As I reflected on the post I wrote about the 4 things that bugged me about the fitness industry it occurred to me that I should focus on the positive and what I love instead fixating on the negative of what I don’t.

 

When I was 17 I ‘misrepresented’ my age to get a job at a gym (the old Bally’s on Rockville pike in Rockville, MD). At the time I wanted to work in a gym for a free membership. This was 1990 and was before being a full-time personal trainer was actually a viable career option.  A college degree and a few jobs later in 1998 I made the decision to go full-time in fitness and immediately asked: “why didn’t I do this sooner?”

A career in fitness is not a short-cut to wealth, but it is a very rewarding career and it’s possible to watch change happen right in front of your eyes.  Here is what I love about working in fitness:

 1.  Helping people change their lives.

 woman on stairs

When people join a gym, hire a personal trainer or start taking fitness classes they are looking for one thing: results. Results could mean many different things but as soon as you start helping someone work towards their goal you are helping them to change their life. There are very few jobs or careers where it’s possible to have a positive impact on a number of people a day and fitness is one of them.

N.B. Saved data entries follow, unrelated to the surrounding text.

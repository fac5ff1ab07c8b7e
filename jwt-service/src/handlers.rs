use std::sync::Arc;

use axum::extract::{Query, State};
use axum::http::{header, HeaderValue, StatusCode};
use axum::response::{IntoResponse, Response};
use axum::{Form, Json};
use common_jwt_auth::{CallbackRequest, Extra, Profile, VerificationFailure, VerifiedIdentity};
use serde::{Deserialize, Serialize};
use tracing::warn;

use crate::app::{AppState, HandshakeSettings};
use crate::metrics::AuthMetrics;

pub const STRATEGY_NAME: &str = "jwt";

/// Body returned to the handshake driver after a successful callback.
#[derive(Debug, Serialize)]
pub struct AuthHash {
    pub provider: &'static str,
    pub uid: Option<String>,
    pub info: Profile,
    pub extra: Extra,
}

impl From<VerifiedIdentity> for AuthHash {
    fn from(identity: VerifiedIdentity) -> Self {
        Self {
            provider: STRATEGY_NAME,
            uid: identity.uid,
            info: identity.info,
            extra: identity.extra,
        }
    }
}

#[derive(Debug, Deserialize, Serialize)]
pub struct FailureParams {
    pub message: Option<String>,
    pub strategy: Option<String>,
    pub origin: Option<String>,
}

pub async fn health() -> &'static str {
    "ok"
}

pub async fn request_phase(State(settings): State<Arc<HandshakeSettings>>) -> Response {
    match settings.auth_url.as_deref() {
        Some(url) => found(url),
        None => StatusCode::NOT_FOUND.into_response(),
    }
}

pub async fn callback_get(
    State(state): State<AppState>,
    Query(request): Query<CallbackRequest>,
) -> Response {
    callback_phase(&state, request)
}

pub async fn callback_post(
    State(state): State<AppState>,
    Form(request): Form<CallbackRequest>,
) -> Response {
    callback_phase(&state, request)
}

fn callback_phase(state: &AppState, request: CallbackRequest) -> Response {
    match state.verifier.verify(request) {
        Ok(identity) => {
            state.metrics.verification("success");
            Json(AuthHash::from(identity)).into_response()
        }
        Err(failure) => {
            state.metrics.verification(failure.kind.as_str());
            found(&failure_location(&state.settings.failure_path, &failure))
        }
    }
}

/// `<failure_path>?message=<kind>&strategy=jwt[&origin=<origin>]`
pub fn failure_location(failure_path: &str, failure: &VerificationFailure) -> String {
    let separator = if failure_path.contains('?') { '&' } else { '?' };
    let mut location = format!(
        "{failure_path}{separator}message={}&strategy={STRATEGY_NAME}",
        urlencoding::encode(failure.kind.as_str())
    );
    if let Some(origin) = &failure.origin {
        location.push_str("&origin=");
        location.push_str(&urlencoding::encode(origin));
    }
    location
}

pub async fn failure_page(Query(params): Query<FailureParams>) -> Response {
    (StatusCode::UNAUTHORIZED, Json(params)).into_response()
}

pub async fn metrics_endpoint(State(metrics): State<Arc<AuthMetrics>>) -> Response {
    match metrics.render() {
        Ok(response) => response,
        Err(err) => {
            warn!(error = %err, "Unable to render metrics");
            StatusCode::INTERNAL_SERVER_ERROR.into_response()
        }
    }
}

fn found(location: &str) -> Response {
    match HeaderValue::from_str(location) {
        Ok(value) => (StatusCode::FOUND, [(header::LOCATION, value)]).into_response(),
        Err(err) => {
            warn!(error = %err, "Redirect location is not a valid header value");
            StatusCode::INTERNAL_SERVER_ERROR.into_response()
        }
    }
}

That will never change.

2.    People look forward to seeing you.

Fitness makes people smile!

Fitness makes people smile!

Think about it, many service professionals are people you would rather avoid. Anytime you have to hire a service professional like a doctor, attorney, accountant, contractor it means you have a problem you need fixing (and it ain’t gonna be cheap). When you are a trainer or group instructor people take one hour of their very limited time to spend with you and (for the most part) they look forward to it. Even if a client shows up in a bad mood, a few minutes after they start sweating they generally feel and act a whole lot different. As fitness professionals we have an obligation to make the time we spend with our clients special so they look forward to the next appointment.

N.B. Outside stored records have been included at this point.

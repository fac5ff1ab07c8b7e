use std::sync::Arc;

use anyhow::{Context, Result};
use axum::extract::FromRef;
use axum::routing::get;
use axum::Router;
use common_jwt_auth::JwtVerifier;
use tracing::info;

use crate::config::ServiceConfig;
use crate::handlers::{
    callback_get, callback_post, failure_page, health, metrics_endpoint, request_phase,
};
use crate::metrics::AuthMetrics;

/// Where the handshake sends the browser around verification.
#[derive(Debug, Clone)]
pub struct HandshakeSettings {
    pub auth_url: Option<String>,
    pub failure_path: String,
}

#[derive(Clone)]
pub struct AppState {
    pub verifier: Arc<JwtVerifier>,
    pub settings: Arc<HandshakeSettings>,
    pub metrics: Arc<AuthMetrics>,
}

impl FromRef<AppState> for Arc<JwtVerifier> {
    fn from_ref(state: &AppState) -> Self {
        state.verifier.clone()
    }
}

impl FromRef<AppState> for Arc<HandshakeSettings> {
    fn from_ref(state: &AppState) -> Self {
        state.settings.clone()
    }
}

impl FromRef<AppState> for Arc<AuthMetrics> {
    fn from_ref(state: &AppState) -> Self {
        state.metrics.clone()
    }
}

impl AppState {
    pub fn from_config(config: &ServiceConfig) -> Result<Self> {
        let verifier = JwtVerifier::builder(config.validation.clone())
            .with_secrets(config.location_secrets.clone())
            .build()
            .context("Failed to build JWT verifier")?;
        info!(
            locations = config.location_secrets.len(),
            algorithm = ?config.validation.algorithm,
            "JWT verifier initialised"
        );

        Ok(Self {
            verifier: Arc::new(verifier),
            settings: Arc::new(HandshakeSettings {
                auth_url: config.auth_url.clone(),
                failure_path: config.failure_path.clone(),
            }),
            metrics: Arc::new(AuthMetrics::new()?),
        })
    }
}

pub fn router(state: AppState) -> Router {
    let failure_route = state
        .settings
        .failure_path
        .split('?')
        .next()
        .unwrap_or("/auth/failure")
        .to_string();
    Router::new()
        .route("/healthz", get(health))
        .route("/metrics", get(metrics_endpoint))
        .route("/auth/jwt", get(request_phase))
        .route("/auth/jwt/callback", get(callback_get).post(callback_post))
        .route(&failure_route, get(failure_page))
        .with_state(state)
}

3.    It’s the closest I’ll ever get to being a professional athlete.

 JRice

How many careers allow you to train as a key component of your job?  All things being equal I would love to be a pro athlete in almost any sport (except bowling), but I lack two very important fundamentals: athletic skill and talent. Pro athletes have to be in top condition to excel in their chosen sport; as a trainer and instructor it’s my job to stay in shape so I can model good health behaviors to clients and class participants. There are no seven figure contracts or endorsement deals but many clothing companies do offer instructor/trainer discounts and if you’re a good instructor many people know who you are, so it is kinda, sorta like being a pro athlete (yes, I’m stretching, but it’s my blog, so I’m allowed).

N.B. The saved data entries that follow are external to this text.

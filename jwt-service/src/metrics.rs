use anyhow::Result;
use axum::body::Body;
use axum::http::{header, HeaderValue, StatusCode};
use axum::response::Response;
use prometheus::{Encoder, IntCounterVec, Opts, Registry, TextEncoder};

#[derive(Clone)]
pub struct AuthMetrics {
    registry: Registry,
    verification_attempts: IntCounterVec,
}

impl AuthMetrics {
    pub fn new() -> Result<Self> {
        let registry = Registry::new();

        let verification_attempts = IntCounterVec::new(
            Opts::new(
                "jwt_verification_attempts_total",
                "Count of JWT callback verifications grouped by outcome",
            ),
            &["outcome"],
        )?;
        registry.register(Box::new(verification_attempts.clone()))?;

        Ok(Self {
            registry,
            verification_attempts,
        })
    }

    pub fn verification(&self, outcome: &str) {
        self.verification_attempts
            .with_label_values(&[outcome])
            .inc();
    }

    pub fn render(&self) -> Result<Response> {
        let encoder = TextEncoder::new();
        let metric_families = self.registry.gather();
        let mut buffer = Vec::new();
        encoder.encode(&metric_families, &mut buffer)?;
        let response = Response::builder()
            .status(StatusCode::OK)
            .header(
                header::CONTENT_TYPE,
                HeaderValue::from_static("text/plain; version=0.0.4"),
            )
            .body(Body::from(buffer))?;
        Ok(response)
    }
}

4.    Playing with cool toys

 ViPR 2

Did you ever have that friend who always had the coolest, newest toys? Yeah, me too. Growing up there was always that kid who’s parents bought them the awesomest toys or video games (intellivision baseball, anyone?) and I was always jealous. My brother and I had our share of toys, but we were never the first ones to have the latest, greatest creations from Matel or Hasbro. Flash forward 30-something years one of the funnest things about being a trainer is learning how to use cool, new exercise equipment. A great way to stand out as a trainer is to follow equipment trends and be the first one to use a new piece in your facility. In 2000 I learned how to use stability balls; in 2003 I bought my first kettlebell; in 2007, picked up my first TRX and in 2009 I picked up the ViPR for the first time. The point is that going to fitness conferences, paying attention to new equipment trends and being an early adopter allows you to avoid burnout and attract attention in your facility by being the “go-to” expert for any new fitness trend or fad.

5.    So many awesome colleagues and co-workers

Pete and Weck Fitness Asia 2010 w fabio

One thing that most fitness people have in common is passion. It takes a lot of work, dedication and perseverance but the people who manage to eke out a career in fitness are an extremely unique breed. Over the years I have been blessed to have worked with some of the most dynamic, passionate people I could ever imagine meeting and it’s an honor to call many of them friends. It’s always fun to get together with like-minded folks and geek-out about exercise science. Our understanding about how exercise effects human physiology is always evolving and it’s fun to interact with other professionals to help promote a greater understanding of the science of human movement.

 

There you have it: a few key things that I love about my career and what gets me motivated to get up and get going every day. While some days can be a little challenging, overall I couldn’t imagine doing anything else with my life and am lucky to have a career that challenges and engages me on so many different levels.

 

If you’re a fitness pro, what do you like about our business?